The request for a rehearing focuses in on a state law that became part of the Public Utilities Code. A section of the code instructs the commission to ensure “that customer-sited renewable distributed generation continues to grow sustainably and include specific alternatives designed for growth among residential customers in disadvantaged communities.”

The groups’ filing argues NEM 3.0 as written “fails to comply” with that section. Installing rooftop Solar can run into the tens of thousands of dollars, and the groups say the new rules will extend the system’s payback period, discouraging customers from investing in Solar, and decrease the savings customers receive on their utility bills.
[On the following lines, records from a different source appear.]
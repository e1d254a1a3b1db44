//! Payment session records.
//!
//! One row per processed checkout session. The session id is the replay
//! guard for payment webhooks: a redelivered event finds the row and is
//! acknowledged without crediting again.

use chrono::{DateTime, Utc};
use serde::{Deserialize, Serialize};

use crate::UserId;

/// A processed payment-provider checkout session.
#[derive(Debug, Clone, Serialize, Deserialize)]
pub struct PaymentSession {
    /// The provider's checkout session id.
    pub session_id: String,

    /// The purchasing user.
    pub user_id: UserId,

    /// Credits granted by this purchase.
    pub credits: i64,

    /// The catalog package that was bought, if attributed.
    pub package_id: Option<String>,

    /// The provider's payment intent id, for audit cross-reference.
    pub payment_intent: Option<String>,

    /// When the webhook was processed.
    pub processed_at: DateTime<Utc>,
}

impl PaymentSession {
    /// Create a session record timestamped now.
    #[must_use]
    pub fn new(session_id: String, user_id: UserId, credits: i64) -> Self {
        Self {
            session_id,
            user_id,
            credits,
            package_id: None,
            payment_intent: None,
            processed_at: Utc::now(),
        }
    }

    /// Attribute the purchase to a catalog package.
    #[must_use]
    pub fn with_package(mut self, package_id: impl Into<String>) -> Self {
        self.package_id = Some(package_id.into());
        self
    }

    /// Record the provider's payment intent id.
    #[must_use]
    pub fn with_payment_intent(mut self, payment_intent: impl Into<String>) -> Self {
        self.payment_intent = Some(payment_intent.into());
        self
    }
}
Therefore, they say, the decision “will devastate Solar adoption rates and thus fail to ensure the continued sustainable growth of distributed generation.”

As for what happens next, CPUC spokeswoman Terrie Prosper said in an email that although the commission will issue a formal decision regarding the applications for a rehearing, “there is no specific timeline” as to when that decision will be issued.”

Bill Powers, of the Protect Our Communities Foundation, said he is not optimistic that the commission will reverse its decision but cited a procedural requirement called “exhaustion of administrative remedies” that mandates challengers pursue all available administrative avenues and raise all issues before bringing a lawsuit against a public agency.

“So, if we don’t file the application for a rehearing, there is no possibility of taking this to an appellate court,” he explained

“The last thing we need is to go backward on our climate goals,” Abigail Ross Hopper, president and CEO of SEIA, said in a statement. “The only winners today are the utilities, which will make more profits at the expense of their ratepayers,” she added. “California is now on the wrong path.”

The California Solar & Storage Association echoed this statement, saying “CPUC proposed a giveaway to investor-owned utilities that would boost utility profits at the expense of energy consumers, family-supporting jobs, and California’s clean energy future.”

Solar executives also weighed in, with Sunrun’s vice president of public policy, Walker Wright, saying the proposal would “impose the highest discriminatory charges on Solar and energy storage customers in the U.S., putting rooftop Solar and batteries out of reach for countless families in California just as more households are demanding that the state do more to combat climate change and provide them with reliable, sustainable energy.”